Ce projet se situe à la frontière entre les sciences du langage et les sciences de l’information et de la communication.
Abstract in english
Thesis abstract (in english):
This thesis project explores the phenomena of circulation in digitized documents from the Ancien Régime, particularly during the Fronde (1648-1653). Although these phenomena are often associated with digital media, they can be observed in environments induced by the artisanal press (Dosse, F. 2005).
However, the source documents are often far from perfect: imprecise metadata, deterioration over time, and noisy, erroneous automatic transcriptions. Consequently, the search for reuse must tolerate this noise. Moreover, pre-modern French is less resource-rich than contemporary French, limiting the use of automatic correction methods and similarity techniques based on lexical embeddings, which require large amounts of data.

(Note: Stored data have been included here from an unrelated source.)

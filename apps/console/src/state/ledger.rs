//! # Ledger State
//!
//! Holds the hall's single `Ledger` behind a mutex.
//!
//! ## Thread Safety
//! The ledger is wrapped in `Arc<Mutex<T>>` because:
//! 1. Every command reads, computes and writes in one step
//! 2. Only one command may do that at a time, or a reader could see a
//!    finalized session without its payment
//! 3. The console, and any future server front end, may hold several
//!    handles to the same ledger
//!
//! ## Command Serialization
//! ```text
//! ┌─────────────────────────────────────────────────────────────────────────┐
//! │                                                                         │
//! │  start_session ──┐                                                      │
//! │  finalize ───────┼──► lock() ──► Ledger::command(.., now) ──► unlock    │
//! │  reserve ────────┘       ▲                                              │
//! │                          │ one at a time                                │
//! │  tables / report ────────┘ (reads lock too, and release quickly)        │
//! │                                                                         │
//! └─────────────────────────────────────────────────────────────────────────┘
//! ```

use std::sync::{Arc, Mutex, PoisonError};

use cuebook_core::Ledger;

/// Shared handle to the hall ledger.
///
/// Cloning the handle shares the same ledger.
#[derive(Debug, Clone, Default)]
pub struct LedgerState {
    ledger: Arc<Mutex<Ledger>>,
}

impl LedgerState {
    /// Wraps an already seeded ledger.
    pub fn new(ledger: Ledger) -> Self {
        LedgerState {
            ledger: Arc::new(Mutex::new(ledger)),
        }
    }

    /// Executes a function with read access to the ledger.
    ///
    /// ## Usage
    /// ```rust,ignore
    /// let tables = ledger_state.with_ledger(|l| l.tables().to_vec());
    /// ```
    pub fn with_ledger<F, R>(&self, f: F) -> R
    where
        F: FnOnce(&Ledger) -> R,
    {
        // Ledger commands never leave partial writes behind, so state seen
        // through a poisoned lock is still consistent.
        let ledger = self.ledger.lock().unwrap_or_else(PoisonError::into_inner);
        f(&ledger)
    }

    /// Executes a function with write access to the ledger.
    ///
    /// ## Usage
    /// ```rust,ignore
    /// ledger_state.with_ledger_mut(|l| l.start_session("1", "Alice", now))?;
    /// ```
    pub fn with_ledger_mut<F, R>(&self, f: F) -> R
    where
        F: FnOnce(&mut Ledger) -> R,
    {
        let mut ledger = self.ledger.lock().unwrap_or_else(PoisonError::into_inner);
        f(&mut ledger)
    }
}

Despite these obstacles, the particular materiality of documents with “closed” publication cycles influences the way these writings are perceived (Eisenstein, 1990). A document is published in a fixed version where each reissue is like a new document, changing the layout or synthesizing the original text, unlike digital documents where the boundary between versions is blurred (D. Cotte & M. Després-Lonnet, 2006).
Beyond the noisy corpora, this period is distinguished by its language state, pre-modern French, and by the historical period it encompasses, particularly during the Fronde (1648-1653).
This period is marked by improvements in press techniques, reducing production costs and making writings more accessible, sometimes distributed freely in high-traffic areas (Martin et al., 1983). A greater variety of authors could express themselves on a larger scale, producing satires, reproaches, and apologies that often responded to each other. Such periods of civil war are conducive to the sometimes uncontrolled dissemination of textual and visual content: censorship is not as strong as during the monarchy, which later imposed a “tight control of printing” (Haffemayer, 2016).
Virality, as the rapid and uncontrolled dissemination of content through social networks and media, even through more restricted channels like discussion groups on instant messaging, seems a useful analogical notion for considering the circulation of pamphlets and libels. It reveals the complex dynamics of cultural and political exchanges, often conflicting (Jenkins et al., 2009).
Additionally, the concept of meme, defined by R. Dawkins (2016), provides a framework for understanding virality as cultural transmission. L. Shifman (2013) sees memes as content “sharing semiotic, formal, and/or positioning characteristics,” created and transformed by users. This phenomenon, ubiquitous on the internet, is described as “community-making machines” (Jost, 2022). Virality is part of an attention economy where “flow takes precedence over origin” (Nooney and Portwood-Stacer, 2014). This historical dimension of virality, highlighted by F. Pailler & V. Schafer (2023), presents methodological challenges for tracing its evolution over time.
In the context of this research on the Fronde, analyzing the virality of political discourse offers a perspective, albeit anachronistic, but one that I hope will bring some “heuristic fertility” (Dosse, 2005), to understand the mechanisms of information dissemination and the power dynamics of this tumultuous period. Using textometry and network analysis methodologies, the objective is to understand circulation methods through multimodal documentary similarities.
This project lies at the intersection of language sciences and information and communication sciences.